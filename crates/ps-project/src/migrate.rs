//! Schema migration framework.

use crate::ProjectError;
use crate::schema::Project;

pub const LATEST_VERSION: u32 = 2;

pub fn migrate_to_latest(mut project: Project) -> Result<Project, ProjectError> {
    while project.version < LATEST_VERSION {
        project = migrate_one_version(project)?;
    }
    Ok(project)
}

fn migrate_one_version(project: Project) -> Result<Project, ProjectError> {
    match project.version {
        0 => migrate_v0_to_v1(project),
        1 => migrate_v1_to_v2(project),
        v => Err(ProjectError::Migration {
            what: format!("No migration path from version {}", v),
        }),
    }
}

/// Version 0 stored lines without their trimmed curves.
fn migrate_v0_to_v1(mut project: Project) -> Result<Project, ProjectError> {
    project.section.trim_all();
    project.version = 1;
    Ok(project)
}

/// Version 1 kept excess phases among the selected phases and allowed
/// unselected zero-mode phases.
fn migrate_v1_to_v2(mut project: Project) -> Result<Project, ProjectError> {
    let excess = project.section.excess.clone();
    project.selected = project.selected.difference(&excess);
    project.out = project.out.intersection(&project.selected);
    project.version = 2;
    Ok(project)
}

#[cfg(test)]
mod tests {
    use super::*;
    use ps_core::PhaseSet;
    use ps_topology::{Section, SectionKind};

    #[test]
    fn migrate_latest_is_noop() {
        let project = Project::new("test", SectionKind::Pt, "/tmp/ps");
        let migrated = migrate_to_latest(project.clone()).unwrap();
        assert_eq!(migrated, project);
    }

    #[test]
    fn migrate_v1_drops_excess_from_selection() {
        let mut project = Project::new("old", SectionKind::Pt, "/tmp/ps");
        project.version = 1;
        project.section = Section::new(SectionKind::Pt).with_excess(PhaseSet::parse("q H2O"));
        project.selected = PhaseSet::parse("g bi mu q H2O");
        project.out = PhaseSet::parse("g q");

        let migrated = migrate_to_latest(project).unwrap();
        assert_eq!(migrated.version, LATEST_VERSION);
        assert_eq!(migrated.selected, PhaseSet::parse("g bi mu"));
        assert_eq!(migrated.out, PhaseSet::parse("g"));
    }
}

### Activity
Look through the data above. Each line containing the word "unwrap" needs to be copied.

### Response to this task
        let migrated = migrate_to_latest(project.clone()).unwrap();
        let migrated = migrate_to_latest(project).unwrap();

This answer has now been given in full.